Well, thankfully a lot of these tests can be done as a standard. We actually have some approved testing for it. So, the most important thing is to ask the doctor at all. For example, the patient may ask, 1.) “When will my next bone marrow biopsy be?” and 2.) “When I get that bone marrow biopsy, will you be looking at cytogenetics and FISH?” and 3.) “When you get the bone marrow biopsy, will you be also looking for minimal residual disease?” And finally, “What technique will you use to look for that minimal residual disease?” There are different ones that the patients might find useful to know about.

Katherine Banwell:

What are some of the different techniques?

Dr. Shah:

There are a variety of ways that we can look for minimal residual disease. One of them is called flow cytometry. What that is is you send all the cells that are in the bone marrow through a chute, and in that chute you can sort of detect one or however many cells that are – that have a specific characteristic on their cell surface.

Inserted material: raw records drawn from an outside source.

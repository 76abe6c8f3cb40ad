//! Top-level declarations and the file node.

use crate::nodes::expr::{Expr, FuncSig, Ident, Param};
use crate::nodes::stmt::Block;
use crate::nodes::traits::{Codegen, CodegenState, NodeId, NodeIdGenerator};
use crate::tokenizer::{TokKind, Token};

#[derive(Debug, Clone, PartialEq)]
pub enum Decl {
    Func(Box<FuncDecl>),
    Gen(Box<GenDecl>),
}

impl Codegen for Decl {
    fn codegen(&self, state: &mut CodegenState) {
        match self {
            Decl::Func(d) => d.codegen(state),
            Decl::Gen(d) => d.codegen(state),
        }
    }
}

/// A method receiver, `(name *T)`.
#[derive(Debug, Clone, PartialEq)]
pub struct Receiver {
    pub lparen: Token,
    pub param: Param,
    pub rparen: Token,
}

impl Codegen for Receiver {
    fn codegen(&self, state: &mut CodegenState) {
        state.tok(&self.lparen);
        self.param.codegen(state);
        state.tok(&self.rparen);
    }
}

#[derive(Debug, Clone, PartialEq)]
pub struct FuncDecl {
    pub func_tok: Token,
    pub recv: Option<Receiver>,
    pub name: Ident,
    pub sig: FuncSig,
    /// Absent for assembly-backed declarations.
    pub body: Option<Block>,
    pub semi: Option<Token>,
    pub node_id: NodeId,
}

impl Codegen for FuncDecl {
    fn codegen(&self, state: &mut CodegenState) {
        state.tok(&self.func_tok);
        self.recv.codegen(state);
        self.name.codegen(state);
        self.sig.codegen(state);
        self.body.codegen(state);
        self.semi.codegen(state);
    }
}

/// An `import`, `const`, `var` or `type` declaration, possibly a
/// parenthesized group.
#[derive(Debug, Clone, PartialEq)]
pub struct GenDecl {
    pub tok: Token,
    pub lparen: Option<Token>,
    pub specs: Vec<Spec>,
    pub rparen: Option<Token>,
    pub semi: Option<Token>,
    pub node_id: NodeId,
}

impl GenDecl {
    pub fn is_const(&self) -> bool {
        self.tok.kind == TokKind::Const
    }
}

impl Codegen for GenDecl {
    fn codegen(&self, state: &mut CodegenState) {
        state.tok(&self.tok);
        self.lparen.codegen(state);
        for spec in &self.specs {
            spec.codegen(state);
        }
        self.rparen.codegen(state);
        self.semi.codegen(state);
    }
}

#[derive(Debug, Clone, PartialEq)]
pub enum Spec {
    Import(ImportSpec),
    Value(ValueSpec),
    Type(TypeSpec),
}

impl Codegen for Spec {
    fn codegen(&self, state: &mut CodegenState) {
        match self {
            Spec::Import(s) => s.codegen(state),
            Spec::Value(s) => s.codegen(state),
            Spec::Type(s) => s.codegen(state),
        }
    }
}

/// `[name|.] "path"`.
#[derive(Debug, Clone, PartialEq)]
pub struct ImportSpec {
    /// A rename identifier or a `.` token.
    pub name: Option<Token>,
    pub path: Token,
    pub semi: Option<Token>,
}

impl ImportSpec {
    /// The unquoted import path.
    pub fn path_value(&self) -> &str {
        self.path.text.trim_matches('"')
    }
}

impl Codegen for ImportSpec {
    fn codegen(&self, state: &mut CodegenState) {
        self.name.codegen(state);
        state.tok(&self.path);
        self.semi.codegen(state);
    }
}

/// `names [type] [= values]` in a `const` or `var` declaration.
#[derive(Debug, Clone, PartialEq)]
pub struct ValueSpec {
    pub names: Vec<Ident>,
    pub commas: Vec<Token>,
    pub ty: Option<Expr>,
    pub assign: Option<Token>,
    pub values: Vec<Expr>,
    pub value_commas: Vec<Token>,
    pub semi: Option<Token>,
}

impl Codegen for ValueSpec {
    fn codegen(&self, state: &mut CodegenState) {
        for (i, name) in self.names.iter().enumerate() {
            name.codegen(state);
            if let Some(comma) = self.commas.get(i) {
                state.tok(comma);
            }
        }
        self.ty.codegen(state);
        self.assign.codegen(state);
        for (i, value) in self.values.iter().enumerate() {
            value.codegen(state);
            if let Some(comma) = self.value_commas.get(i) {
                state.tok(comma);
            }
        }
        self.semi.codegen(state);
    }
}

/// `name [=] type` in a `type` declaration.
#[derive(Debug, Clone, PartialEq)]
pub struct TypeSpec {
    pub name: Ident,
    /// Present for a type alias.
    pub assign: Option<Token>,
    pub ty: Expr,
    pub semi: Option<Token>,
}

impl Codegen for TypeSpec {
    fn codegen(&self, state: &mut CodegenState) {
        self.name.codegen(state);
        self.assign.codegen(state);
        self.ty.codegen(state);
        self.semi.codegen(state);
    }
}

/// A parsed source file.
///
/// The file keeps the [`NodeIdGenerator`] that assigned its node ids, so
/// later passes can synthesize nodes with fresh, non-colliding ids.
#[derive(Debug, Clone)]
pub struct File {
    pub package_tok: Token,
    pub name: Ident,
    pub semi: Option<Token>,
    pub decls: Vec<Decl>,
    /// End-of-file token; its leading trivia is the file's trailing trivia.
    pub eof: Token,
    pub ids: NodeIdGenerator,
}

impl File {
    pub fn package_name(&self) -> &str {
        self.name.name()
    }
}

impl Codegen for File {
    fn codegen(&self, state: &mut CodegenState) {
        state.tok(&self.package_tok);
        self.name.codegen(state);
        self.semi.codegen(state);
        for decl in &self.decls {
            decl.codegen(state);
        }
        state.tok(&self.eof);
    }
}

You think of it as a bunch of balls with lollipops sticking out of it. And based on the characteristics of those lollipops, you can tell if there are any plasma cells or myeloma cells. Another thing we do with minimal residual disease, another technique, is called the next-gen sequencing or NGS.

And for that, we need to know the specific DNA sequence that is very personal to your myeloma cells. So, your particular plasma cell or the cancer cell will have a sort of sequence, a specific sequence that can be identified when you’re first diagnosed. And if you have access to that tissue, that can be sent off to the company, and they use that as sort of a template or a measure – an individual identification. And then, they scan the subsequent bone marrow samples against that to see if there’s any sequence that matches that original one, and that’s the way you can detect one in a million positive cells, if there are any.